Stored data entries

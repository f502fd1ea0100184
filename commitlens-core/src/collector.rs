//! Resolves a branch-selection policy into an ordered, deduplicated and
//! capped list of commits inside a date window.

use std::collections::HashSet;

use crate::error::AnalysisError;
use crate::hosting::{CommitQuery, HostingApi, ListedCommit};
use crate::progress::ProgressReporter;
use crate::repo_ref::RepoRef;
use crate::types::CommitRef;

/// Branch token that selects every branch of the repository.
pub const ANY_BRANCH: &str = "__ANY__";

#[derive(Debug, Clone, PartialEq, Eq)]
pub enum BranchSelector {
    /// The repository's default branch.
    Default,
    Named(String),
    /// Every branch, deduplicated by sha.
    Any,
}

impl BranchSelector {
    pub fn from_request(branch: Option<&str>) -> Self {
        match branch.map(str::trim) {
            None | Some("") => Self::Default,
            Some(ANY_BRANCH) => Self::Any,
            Some(name) => Self::Named(name.to_string()),
        }
    }
}

#[derive(Debug, Clone, PartialEq, Eq)]
pub struct CollectOptions {
    pub since: String,
    pub until: String,
    pub branch: BranchSelector,
    pub include_merges: bool,
    pub max_commits: usize,
}

impl CollectOptions {
    fn query(&self, branch: &str) -> CommitQuery {
        CommitQuery {
            branch: branch.to_string(),
            since: self.since.clone(),
            until: self.until.clone(),
        }
    }

    fn keeps(&self, commit: &ListedCommit) -> bool {
        self.include_merges || !commit.is_merge()
    }
}

pub async fn collect_commits(
    hosting: &dyn HostingApi,
    progress: &ProgressReporter,
    repo: &RepoRef,
    options: &CollectOptions,
) -> Result<Vec<CommitRef>, AnalysisError> {
    let commits = match &options.branch {
        BranchSelector::Named(branch) => {
            collect_branch(hosting, progress, repo, options, branch).await?
        }
        BranchSelector::Default => {
            let metadata = hosting.get_repository(repo).await?;
            progress
                .emit(format!(
                    "Using default branch {} of {}",
                    metadata.default_branch, repo
                ))
                .await;
            collect_branch(hosting, progress, repo, options, &metadata.default_branch).await?
        }
        BranchSelector::Any => collect_any_branch(hosting, progress, repo, options).await?,
    };

    progress
        .emit(format!("Collected {} commits", commits.len()))
        .await;
    Ok(commits)
}

async fn collect_branch(
    hosting: &dyn HostingApi,
    progress: &ProgressReporter,
    repo: &RepoRef,
    options: &CollectOptions,
    branch: &str,
) -> Result<Vec<CommitRef>, AnalysisError> {
    progress
        .emit(format!("Listing commits on {} of {}", branch, repo))
        .await;

    let listed = hosting.list_commits(repo, &options.query(branch)).await?;
    let total = listed.len();
    let commits: Vec<CommitRef> = listed
        .into_iter()
        .filter(|c| options.keeps(c))
        .take(options.max_commits)
        .map(|c| c.commit)
        .collect();

    progress
        .emit(format!(
            "Branch {}: {} commits in window, {} selected",
            branch,
            total,
            commits.len()
        ))
        .await;
    Ok(commits)
}

async fn collect_any_branch(
    hosting: &dyn HostingApi,
    progress: &ProgressReporter,
    repo: &RepoRef,
    options: &CollectOptions,
) -> Result<Vec<CommitRef>, AnalysisError> {
    progress
        .emit(format!("Enumerating branches of {}", repo))
        .await;
    let branches = hosting.list_branches(repo).await?;
    progress
        .emit(format!("Found {} branches", branches.len()))
        .await;

    let mut seen: HashSet<String> = HashSet::new();
    let mut commits: Vec<CommitRef> = Vec::new();

    for branch in &branches {
        if commits.len() >= options.max_commits {
            break;
        }

        progress
            .emit(format!("Listing commits on {}", branch))
            .await;
        let listed = hosting.list_commits(repo, &options.query(branch)).await?;

        let before = commits.len();
        for candidate in listed.into_iter().filter(|c| options.keeps(c)) {
            if commits.len() >= options.max_commits {
                break;
            }
            if seen.insert(candidate.commit.sha.clone()) {
                commits.push(candidate.commit);
            }
        }

        progress
            .emit(format!(
                "Branch {}: {} new commits ({} unique so far)",
                branch,
                commits.len() - before,
                commits.len()
            ))
            .await;
    }

    // Newest first; undated commits sort last
    commits.sort_by(|a, b| b.date.cmp(&a.date));
    Ok(commits)
}
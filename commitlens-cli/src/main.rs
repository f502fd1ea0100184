use anyhow::{Context, Result};
use clap::{Parser, Subcommand};
use std::sync::Arc;
use tracing_subscriber::EnvFilter;

use commitlens_core::{
    list_branches, AnalysisReport, AnalysisRequest, Analyzer, GitHubClient, OpenAIClient,
    ProgressMessage, ProgressReceiver, ProgressRegistry, ANY_BRANCH, DEFAULT_GITHUB_API_URL,
    DEFAULT_MAX_COMMITS, DEFAULT_MODEL, DEFAULT_OPENAI_BASE_URL,
};

/// commitlens: AI-summarized commit history reports
#[derive(Parser, Debug)]
#[command(name = "commitlens")]
#[command(about = "AI-summarized commit history reports for GitHub repositories")]
#[command(long_about = None)]
struct Cli {
    #[command(subcommand)]
    command: Commands,
}

#[derive(Subcommand, Debug)]
enum Commands {
    /// Analyze the commits of a repository over a date window
    Analyze(AnalyzeArgs),
    /// Validate a repository reference and list its branches
    Branches(BranchesArgs),
}

#[derive(Parser, Debug)]
struct GitHubArgs {
    /// GitHub token (if not provided, will use GITHUB_TOKEN environment variable)
    #[arg(long)]
    github_token: Option<String>,

    /// GitHub API base URL
    #[arg(long, default_value = DEFAULT_GITHUB_API_URL)]
    github_api_url: String,
}

impl GitHubArgs {
    fn client(self) -> Result<GitHubClient> {
        let token = self
            .github_token
            .or_else(|| std::env::var("GITHUB_TOKEN").ok())
            .filter(|t| !t.trim().is_empty());
        GitHubClient::with_base_url(&self.github_api_url, token)
    }
}

#[derive(Parser, Debug)]
struct AnalyzeArgs {
    /// Repository as owner/name or https://github.com/owner/name
    repo: String,

    /// Start of the window (ISO-8601 timestamp or YYYY-MM-DD)
    #[arg(long)]
    since: String,

    /// End of the window (ISO-8601 timestamp or YYYY-MM-DD)
    #[arg(long)]
    until: String,

    /// Branch to analyze; defaults to the repository's default branch
    #[arg(long, conflicts_with = "all_branches")]
    branch: Option<String>,

    /// Analyze every branch, deduplicating commits
    #[arg(long)]
    all_branches: bool,

    /// Keep merge commits
    #[arg(long)]
    include_merges: bool,

    /// Maximum number of commits to analyze
    #[arg(long, default_value_t = DEFAULT_MAX_COMMITS)]
    max_commits: usize,

    /// OpenAI model for summaries (if not provided, will use OPENAI_MODEL environment variable)
    #[arg(long)]
    model: Option<String>,

    /// OpenAI API key (if not provided, will use OPENAI_API_KEY environment variable)
    #[arg(long)]
    api_key: Option<String>,

    /// OpenAI-compatible API base URL
    #[arg(long, default_value = DEFAULT_OPENAI_BASE_URL)]
    openai_base_url: String,

    /// Print the full report as JSON instead of Markdown
    #[arg(long)]
    json: bool,

    /// Do not print progress to stderr
    #[arg(long)]
    quiet: bool,

    #[command(flatten)]
    github: GitHubArgs,
}

#[derive(Parser, Debug)]
struct BranchesArgs {
    /// Repository as owner/name or https://github.com/owner/name
    repo: String,

    #[command(flatten)]
    github: GitHubArgs,
}

/// Print narrated progress until the run completes.
async fn print_progress(mut receiver: ProgressReceiver) {
    while let Some(message) = receiver.recv().await {
        match message {
            ProgressMessage::Event(event) => {
                eprintln!("[{}] {}", event.timestamp.format("%H:%M:%S"), event.message)
            }
            ProgressMessage::Ready => {}
            ProgressMessage::Done => break,
        }
    }
}

fn print_report(report: &AnalysisReport) {
    println!("{}", report.rollup.trim_end());
    println!();
    println!(
        "{} commits, {} files, +{}/-{} in {} between {} and {}",
        report.aggregate.count,
        report.aggregate.files,
        report.aggregate.additions,
        report.aggregate.deletions,
        report.repo,
        report.since,
        report.until
    );
    for enriched in &report.commits {
        println!(
            "  {} [{}/{}] {}",
            enriched.commit.short_sha(),
            enriched.ai.change_type,
            enriched.ai.risk.as_str(),
            enriched.ai.summary
        );
    }
}

async fn run_analyze(args: AnalyzeArgs) -> Result<()> {
    let api_key = args
        .api_key
        .or_else(|| std::env::var("OPENAI_API_KEY").ok())
        .context(
            "OpenAI API key must be provided via --api-key argument or OPENAI_API_KEY environment variable",
        )?;
    let model = args
        .model
        .or_else(|| std::env::var("OPENAI_MODEL").ok())
        .filter(|m| !m.trim().is_empty())
        .unwrap_or_else(|| DEFAULT_MODEL.to_string());

    let registry = Arc::new(ProgressRegistry::new());
    let analyzer = Analyzer::new(
        Arc::new(args.github.client()?),
        Arc::new(OpenAIClient::with_base_url(&args.openai_base_url, api_key)?),
        registry.clone(),
        model,
    );

    let request_id = uuid::Uuid::new_v4().to_string();
    let printer = if args.quiet {
        None
    } else {
        let receiver = registry.subscribe(&request_id).await;
        Some(tokio::spawn(print_progress(receiver)))
    };

    let branch = if args.all_branches {
        Some(ANY_BRANCH.to_string())
    } else {
        args.branch
    };
    let request = AnalysisRequest {
        repo: args.repo,
        since: args.since,
        until: args.until,
        branch,
        include_merges: args.include_merges,
        max_commits: args.max_commits,
        request_id: Some(request_id),
    };

    let result = analyzer.analyze(request).await;
    if let Some(printer) = printer {
        // The run has completed its channel, so the printer is finishing
        let _ = printer.await;
    }
    let report = result?;

    if args.json {
        println!(
            "{}",
            serde_json::to_string_pretty(&report).context("Failed to serialize report")?
        );
    } else {
        print_report(&report);
    }
    Ok(())
}

async fn run_branches(args: BranchesArgs) -> Result<()> {
    let client = args.github.client()?;
    let listing = list_branches(&client, &args.repo).await?;

    if !listing.valid {
        anyhow::bail!("Not a valid repository reference: {}", args.repo);
    }

    println!(
        "{} ({})",
        listing.repo,
        if listing.private { "private" } else { "public" }
    );
    let default_branch = listing.default_branch.unwrap_or_default();
    for branch in &listing.branches {
        let marker = if *branch == default_branch { "*" } else { " " };
        println!("{} {}", marker, branch);
    }
    Ok(())
}

#[tokio::main]
async fn main() -> Result<()> {
    tracing_subscriber::fmt()
        .with_env_filter(
            EnvFilter::try_from_default_env().unwrap_or_else(|_| EnvFilter::new("warn")),
        )
        .with_writer(std::io::stderr)
        .init();

    let cli = Cli::parse();

    match cli.command {
        Commands::Analyze(args) => run_analyze(args).await,
        Commands::Branches(args) => run_branches(args).await,
    }
}

#[cfg(test)]
mod tests {
    use super::*;
    use clap::CommandFactory;

    #[test]
    fn test_cli_definition_is_valid() {
        Cli::command().debug_assert();
    }

    #[test]
    fn test_analyze_defaults() {
        let cli = Cli::parse_from([
            "commitlens",
            "analyze",
            "octo/demo",
            "--since",
            "2025-01-01",
            "--until",
            "2025-01-31",
        ]);
        let Commands::Analyze(args) = cli.command else {
            panic!("expected analyze");
        };
        assert_eq!(args.max_commits, 60);
        assert!(!args.include_merges);
        assert_eq!(args.branch, None);
        assert_eq!(args.github.github_api_url, "https://api.github.com");
    }

    #[test]
    fn test_branch_and_all_branches_conflict() {
        let result = Cli::try_parse_from([
            "commitlens",
            "analyze",
            "octo/demo",
            "--since",
            "2025-01-01",
            "--until",
            "2025-01-31",
            "--branch",
            "main",
            "--all-branches",
        ]);
        assert!(result.is_err());
    }
}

# INSTRUCTIONS TO FOLLOW:
Go through the entries above and copy each line with "event" in it.

# FINISHED TASK:
            ProgressMessage::Event(event) => {
                eprintln!("[{}] {}", event.timestamp.format("%H:%M:%S"), event.message)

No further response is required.